Les questions préjudicielles posées par la Cour Suprême de Suède
Insatisfaite de cette décision, la société Länsförsäkringar introduit un pourvoi devant la Cour suprême de Suède. A cet effet, elle fait valoir que pendant la période de cinq ans suivant l’enregistrement de la marque de l’UE, l’appréciation du risque de confusion doit se fonder exclusivement sur cet enregistrement et non pas sur l’utilisation réelle de cette marque.
C’est là que la Cour suprême de Suède décide de surseoir à statuer et de poser deux questions préjudicielles à la Cour de Justice de l’Union Européenne :
1°) « Le fait que la marque [de l’Union européenne] n’ait pas fait l’objet par le titulaire, au cours d’une période comprise dans le délai de cinq ans qui suit l’enregistrement, d’un usage sérieux dans l’Union pour les produits ou les services visés par l’enregistrement a-t-il une incidence sur le droit exclusif du titulaire ? » (point 17)
et
2°) « S’il est répondu par l’affirmative à la première question, dans quelles conditions et de quelle manière cette circonstance affecte-t-elle le droit exclusif ? » (point 17)
La réponse de la Cour de justice de l’UE : « l’admission d’un « délai de grâce » de cinq ans après l’enregistrement de la marque de l’Union européenne »
Face à ces deux questions préjudicielles posées par la Cour suprême de Suède, la Cour de justice de l’Union européenne devait donc se prononcer sur la question de savoir si l’existence d’un risque de confusion doit s’apprécier sur la base de l’ensemble des produits et services pour lesquels cette marque a été enregistrée, ou bien sur la base uniquement des produits et services pour lesquels le titulaire a déjà entamé un usage sérieux de ladite marque (point 21).
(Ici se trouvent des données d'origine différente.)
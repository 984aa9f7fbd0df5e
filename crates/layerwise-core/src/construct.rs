use crate::config::defaults::DEFAULT_HOP_LIMIT;
use crate::dissector::Dissector;
use crate::error::{Error, Result};
use crate::packet::Packet;
use layerwise_packet::error::Error as PacketError;
use layerwise_packet::ethernet::{EthernetPacket, MacAddr};
use layerwise_packet::icmpv6::{IcmpCode, IcmpType, IcmpV6Packet};
use layerwise_packet::ipv4::Ipv4Packet;
use layerwise_packet::ipv6::Ipv6Packet;
use layerwise_packet::raw::RawPacket;
use layerwise_packet::tcp::{TcpFlags, TcpPacket};
use layerwise_packet::udp::UdpPacket;
use layerwise_packet::wake_on_lan::{self, WakeOnLanPacket};
use layerwise_packet::{EtherType, IpProtocol, LayerKind};
use std::net::{Ipv4Addr, Ipv6Addr};

/// The `EtherType` written ahead of an opaque payload, reserved for local experiments.
const EXPERIMENTAL_ETHER_TYPE: EtherType = EtherType::Other(0x88B5);

/// The `IP` protocol written ahead of an opaque payload, reserved for experimentation (RFC 3692).
const EXPERIMENTAL_PROTOCOL: IpProtocol = IpProtocol::Other(253);

/// The fields of an `Ethernet II` header.
#[derive(Debug, Copy, Clone, Eq, PartialEq)]
pub struct EthernetSpec {
    pub source: MacAddr,
    pub destination: MacAddr,
}

impl EthernetSpec {
    #[must_use]
    pub const fn new(source: MacAddr, destination: MacAddr) -> Self {
        Self {
            source,
            destination,
        }
    }
}

/// The fields of an `IPv4` header.
///
/// The total length, protocol and checksum are computed.
#[derive(Debug, Copy, Clone, Eq, PartialEq)]
pub struct Ipv4Spec {
    pub source: Ipv4Addr,
    pub destination: Ipv4Addr,
    pub ttl: u8,
    pub dscp: u8,
    pub ecn: u8,
    pub identification: u16,
    pub flags: u8,
}

impl Ipv4Spec {
    #[must_use]
    pub const fn new(source: Ipv4Addr, destination: Ipv4Addr) -> Self {
        Self {
            source,
            destination,
            ttl: DEFAULT_HOP_LIMIT,
            dscp: 0,
            ecn: 0,
            identification: 0,
            flags: 0,
        }
    }
}

/// The fields of an `IPv6` header.
///
/// The payload length and next header are computed.
#[derive(Debug, Copy, Clone, Eq, PartialEq)]
pub struct Ipv6Spec {
    pub source: Ipv6Addr,
    pub destination: Ipv6Addr,
    pub hop_limit: u8,
    pub traffic_class: u8,
    pub flow_label: u32,
}

impl Ipv6Spec {
    #[must_use]
    pub const fn new(source: Ipv6Addr, destination: Ipv6Addr) -> Self {
        Self {
            source,
            destination,
            hop_limit: DEFAULT_HOP_LIMIT,
            traffic_class: 0,
            flow_label: 0,
        }
    }
}

/// The fields of an `ICMPv6` header.
///
/// The message body is given as a following raw layer.
#[derive(Debug, Copy, Clone, Eq, PartialEq)]
pub struct IcmpV6Spec {
    pub icmp_type: IcmpType,
    pub icmp_code: IcmpCode,
}

impl IcmpV6Spec {
    #[must_use]
    pub const fn new(icmp_type: IcmpType, icmp_code: IcmpCode) -> Self {
        Self {
            icmp_type,
            icmp_code,
        }
    }
}

/// The fields of a `TCP` header, without options.
#[derive(Debug, Copy, Clone, Eq, PartialEq)]
pub struct TcpSpec {
    pub source: u16,
    pub destination: u16,
    pub sequence: u32,
    pub acknowledgement: u32,
    pub flags: TcpFlags,
    pub window_size: u16,
    pub urgent_pointer: u16,
}

impl TcpSpec {
    #[must_use]
    pub const fn new(source: u16, destination: u16) -> Self {
        Self {
            source,
            destination,
            sequence: 0,
            acknowledgement: 0,
            flags: TcpFlags::empty(),
            window_size: 0,
            urgent_pointer: 0,
        }
    }
}

/// The fields of a `UDP` header.
///
/// The length and checksum are computed.
#[derive(Debug, Copy, Clone, Eq, PartialEq)]
pub struct UdpSpec {
    pub source: u16,
    pub destination: u16,
}

impl UdpSpec {
    #[must_use]
    pub const fn new(source: u16, destination: u16) -> Self {
        Self {
            source,
            destination,
        }
    }
}

/// The target and password of a `Wake-on-LAN` magic packet.
#[derive(Debug, Clone, Eq, PartialEq)]
pub struct WakeOnLanSpec {
    pub target: MacAddr,
    /// An empty, 4 byte or 6 byte password.
    pub password: Vec<u8>,
}

impl WakeOnLanSpec {
    #[must_use]
    pub const fn new(target: MacAddr) -> Self {
        Self {
            target,
            password: Vec::new(),
        }
    }

    #[must_use]
    pub fn with_password(self, password: &[u8]) -> Self {
        Self {
            password: password.to_vec(),
            ..self
        }
    }
}

#[derive(Debug, Clone, Eq, PartialEq)]
enum LayerSpec {
    Ethernet(EthernetSpec),
    Ipv4(Ipv4Spec),
    Ipv6(Ipv6Spec),
    IcmpV6(IcmpV6Spec),
    Tcp(TcpSpec),
    Udp(UdpSpec),
    WakeOnLan(WakeOnLanSpec),
    Raw(Vec<u8>),
}

impl LayerSpec {
    const fn kind(&self) -> LayerKind {
        match self {
            Self::Ethernet(_) => LayerKind::Ethernet,
            Self::Ipv4(_) => LayerKind::Ipv4,
            Self::Ipv6(_) => LayerKind::Ipv6,
            Self::IcmpV6(_) => LayerKind::IcmpV6,
            Self::Tcp(_) => LayerKind::Tcp,
            Self::Udp(_) => LayerKind::Udp,
            Self::WakeOnLan(_) => LayerKind::WakeOnLan,
            Self::Raw(_) => LayerKind::Raw,
        }
    }

    /// The number of bytes this layer writes ahead of its payload.
    fn header_size(&self) -> Result<usize> {
        Ok(match self {
            Self::Ethernet(_) => EthernetPacket::minimum_packet_size(),
            Self::Ipv4(_) => Ipv4Packet::minimum_packet_size(),
            Self::Ipv6(_) => Ipv6Packet::minimum_packet_size(),
            Self::IcmpV6(_) => IcmpV6Packet::minimum_packet_size(),
            Self::Tcp(_) => TcpPacket::minimum_packet_size(),
            Self::Udp(_) => UdpPacket::minimum_packet_size(),
            Self::WakeOnLan(wol) => wake_on_lan::packet_size(wol.password.len())?,
            Self::Raw(bytes) => bytes.len(),
        })
    }

    /// An empty raw layer is not dissected.
    fn is_empty_raw(&self) -> bool {
        matches!(self, Self::Raw(bytes) if bytes.is_empty())
    }

    /// Write this layer over `bytes`, which run to the end of the packet.
    fn write(&self, bytes: &mut [u8], next: Option<LayerKind>) -> Result<()> {
        match self {
            Self::Ethernet(spec) => {
                let mut ethernet = EthernetPacket::new(bytes)?;
                ethernet.set_destination(spec.destination);
                ethernet.set_source(spec.source);
                ethernet.set_ether_type(ether_type_for(next));
            }
            Self::Ipv4(spec) => {
                let mut ipv4 = Ipv4Packet::new(bytes)?;
                ipv4.set_version(4);
                ipv4.set_header_length(5);
                ipv4.set_dscp(spec.dscp);
                ipv4.set_ecn(spec.ecn);
                ipv4.set_identification(spec.identification);
                ipv4.set_flags(spec.flags);
                ipv4.set_ttl(spec.ttl);
                ipv4.set_protocol(ip_protocol_for(next));
                ipv4.set_source(spec.source);
                ipv4.set_destination(spec.destination);
                ipv4.update_calculated_values()?;
            }
            Self::Ipv6(spec) => {
                let mut ipv6 = Ipv6Packet::new(bytes)?;
                ipv6.set_version(6);
                ipv6.set_traffic_class(spec.traffic_class);
                ipv6.set_flow_label(spec.flow_label);
                ipv6.set_next_header(ip_protocol_for(next));
                ipv6.set_hop_limit(spec.hop_limit);
                ipv6.set_source_address(spec.source);
                ipv6.set_destination_address(spec.destination);
                ipv6.update_calculated_values()?;
            }
            Self::IcmpV6(spec) => {
                let mut icmp = IcmpV6Packet::new(bytes)?;
                icmp.set_icmp_type(spec.icmp_type);
                icmp.set_icmp_code(spec.icmp_code);
            }
            Self::Tcp(spec) => {
                let mut tcp = TcpPacket::new(bytes)?;
                tcp.set_source(spec.source);
                tcp.set_destination(spec.destination);
                tcp.set_sequence(spec.sequence);
                tcp.set_acknowledgement(spec.acknowledgement);
                tcp.set_data_offset(5);
                tcp.set_flags(spec.flags);
                tcp.set_window_size(spec.window_size);
                tcp.set_urgent_pointer(spec.urgent_pointer);
            }
            Self::Udp(spec) => {
                let declared = bytes.len();
                let length = u16::try_from(declared).map_err(|_| udp_too_long(declared))?;
                let mut udp = UdpPacket::new(bytes)?;
                udp.set_source(spec.source);
                udp.set_destination(spec.destination);
                udp.set_length(length);
            }
            Self::WakeOnLan(spec) => {
                let mut wol = WakeOnLanPacket::new(bytes)?;
                wol.set_destination_address(spec.target);
                wol.set_password(&spec.password)?;
            }
            Self::Raw(data) => RawPacket::new(bytes).set_payload(data),
        }
        Ok(())
    }
}

fn ether_type_for(next: Option<LayerKind>) -> EtherType {
    match next {
        Some(LayerKind::Ipv4) => EtherType::Ipv4,
        Some(LayerKind::Ipv6) => EtherType::Ipv6,
        Some(LayerKind::WakeOnLan) => EtherType::WakeOnLan,
        _ => EXPERIMENTAL_ETHER_TYPE,
    }
}

fn ip_protocol_for(next: Option<LayerKind>) -> IpProtocol {
    match next {
        Some(LayerKind::Tcp) => IpProtocol::Tcp,
        Some(LayerKind::Udp) => IpProtocol::Udp,
        Some(LayerKind::IcmpV6) => IpProtocol::IcmpV6,
        None => IpProtocol::NoNextHeader,
        Some(_) => EXPERIMENTAL_PROTOCOL,
    }
}

fn udp_too_long(declared: usize) -> PacketError {
    PacketError::LengthInconsistency {
        protocol: String::from("Udp"),
        declared,
        available: usize::from(u16::MAX),
    }
}

/// Can a layer of kind `inner` be carried in the payload of a layer of kind `outer`?
const fn can_encapsulate(outer: LayerKind, inner: LayerKind) -> bool {
    match (outer, inner) {
        (LayerKind::Raw, _) => false,
        (_, LayerKind::Raw) => true,
        (LayerKind::Ethernet, LayerKind::Ipv4 | LayerKind::Ipv6 | LayerKind::WakeOnLan) => true,
        (LayerKind::Ipv4, LayerKind::Tcp | LayerKind::Udp) => true,
        (LayerKind::Ipv6, LayerKind::Tcp | LayerKind::Udp | LayerKind::IcmpV6) => true,
        (LayerKind::Udp, LayerKind::WakeOnLan) => true,
        _ => false,
    }
}

/// Build a packet from field values.
///
/// Layers are given outermost first. Every next-protocol discriminator, length and checksum is
/// filled in, so the packet dissects back to the same chain of layers.
///
/// # Examples
///
/// ```
/// # fn main() -> anyhow::Result<()> {
/// use layerwise_core::{Ipv6Spec, PacketBuilder, UdpSpec};
/// use layerwise_packet::udp::UdpPacket;
/// use layerwise_packet::LayerKind;
/// use std::net::Ipv6Addr;
///
/// let packet = PacketBuilder::new()
///     .ipv6(Ipv6Spec::new(Ipv6Addr::LOCALHOST, Ipv6Addr::LOCALHOST))
///     .udp(UdpSpec::new(5353, 53))
///     .raw(&[0xde, 0xad, 0xbe, 0xef])
///     .build()?;
/// assert_eq!(
///     vec![LayerKind::Ipv6, LayerKind::Udp, LayerKind::Raw],
///     packet.kinds()
/// );
/// let udp = packet.find(LayerKind::Udp).unwrap();
/// assert_eq!(Some(true), udp.is_checksum_valid());
/// assert_eq!(12, packet.extract::<UdpPacket<'_>>().unwrap().get_length());
/// # Ok(())
/// # }
/// ```
#[derive(Debug, Clone, Default)]
pub struct PacketBuilder {
    layers: Vec<LayerSpec>,
}

impl PacketBuilder {
    #[must_use]
    pub fn new() -> Self {
        Self::default()
    }

    #[must_use]
    pub fn ethernet(self, spec: EthernetSpec) -> Self {
        self.push(LayerSpec::Ethernet(spec))
    }

    #[must_use]
    pub fn ipv4(self, spec: Ipv4Spec) -> Self {
        self.push(LayerSpec::Ipv4(spec))
    }

    #[must_use]
    pub fn ipv6(self, spec: Ipv6Spec) -> Self {
        self.push(LayerSpec::Ipv6(spec))
    }

    #[must_use]
    pub fn icmpv6(self, spec: IcmpV6Spec) -> Self {
        self.push(LayerSpec::IcmpV6(spec))
    }

    #[must_use]
    pub fn tcp(self, spec: TcpSpec) -> Self {
        self.push(LayerSpec::Tcp(spec))
    }

    #[must_use]
    pub fn udp(self, spec: UdpSpec) -> Self {
        self.push(LayerSpec::Udp(spec))
    }

    /// Add a `Wake-on-LAN` magic packet.
    ///
    /// When carried over `UDP` the destination port must be one of the `Wake-on-LAN` ports of the
    /// dissector used to build the packet.
    #[must_use]
    pub fn wake_on_lan(self, spec: WakeOnLanSpec) -> Self {
        self.push(LayerSpec::WakeOnLan(spec))
    }

    /// Add an opaque payload.
    #[must_use]
    pub fn raw(self, bytes: &[u8]) -> Self {
        self.push(LayerSpec::Raw(bytes.to_vec()))
    }

    fn push(mut self, layer: LayerSpec) -> Self {
        self.layers.push(layer);
        self
    }

    /// Build the packet and dissect it with the default configuration.
    pub fn build(self) -> Result<Packet<Vec<u8>>> {
        self.build_with(&Dissector::default())
    }

    /// Build the packet and dissect it with a given dissector.
    pub fn build_with(self, dissector: &Dissector) -> Result<Packet<Vec<u8>>> {
        self.check_layering()?;
        let sizes = self
            .layers
            .iter()
            .map(LayerSpec::header_size)
            .collect::<Result<Vec<_>>>()?;
        let mut buf = vec![0_u8; sizes.iter().sum()];
        let mut offset = 0;
        for (i, (layer, size)) in self.layers.iter().zip(&sizes).enumerate() {
            let next = self.layers.get(i + 1).map(LayerSpec::kind);
            layer.write(&mut buf[offset..], next)?;
            offset += size;
        }
        let first = self.layers[0].kind();
        let mut packet = dissector.parse_as(first, buf)?;
        let expected = self
            .layers
            .iter()
            .filter(|layer| !layer.is_empty_raw())
            .map(LayerSpec::kind)
            .collect::<Vec<_>>();
        if packet.kinds() != expected {
            return Err(Error::InvalidLayering(format!(
                "built {expected:?} but dissected {:?}",
                packet.kinds()
            )));
        }
        packet.update_calculated_values()?;
        Ok(packet)
    }

    fn check_layering(&self) -> Result<()> {
        if self.layers.is_empty() {
            return Err(Error::InvalidLayering(String::from(
                "a packet needs at least one layer",
            )));
        }
        for pair in self.layers.windows(2) {
            let (outer, inner) = (pair[0].kind(), pair[1].kind());
            if !can_encapsulate(outer, inner) {
                return Err(Error::InvalidLayering(format!(
                    "{inner:?} cannot be carried by {outer:?}"
                )));
            }
        }
        Ok(())
    }
}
Selon l’interprétation de la Cour, le titulaire d’une marque de l’UE dispose d’« un délai de grâce pour entamer un usage sérieux de sa marque au cours duquel il peut se prévaloir du droit exclusif conféré par celle-ci, […] pour l’ensemble de ces produits et services, sans devoir démontrer un tel usage » (point 26).
Cela implique alors que, pendant ce délai de cinq ans, l’étendue du droit exclusif s’apprécie « en ayant égard aux produits et services, tels que visés par l’enregistrement de la marque et non pas par rapport à l’usage que le titulaire a pu faire de cette marque pendant cette période » (point 27).
La Cour de Justice de l’Union européenne choisit donc de trancher pour la seconde solution. C’est l’ensemble des produits et services pour lesquels la marque a été enregistrée qui doit être pris en compte pour l’appréciation du risque de confusion et non l’usage réel qui a été fait par le titulaire.
Finalement, grâce à ce délai de grâce de cinq ans, aucun usage sérieux de la marque de l’UE n’a à être démontré. Il s’en déduit de manière évidente que l’appréciation du risque de confusion ne se fasse pas sur la base de cet usage.
Ce pourquoi la Cour de Justice de l’UE conclut que « au cours de la période de cinq ans qui suit l’enregistrement d’une marque de l’Union européenne, son titulaire peut, en cas de risque de confusion, interdire aux tiers de faire usage, dans la vie des affaires, d’un signe identique ou similaire à sa marque pour tous les produits et les services identiques ou similaires à ceux pour lesquels cette marque a été enregistrée, sans devoir démontrer un usage sérieux de ladite marque pour ces produits ou ces services » (point 29).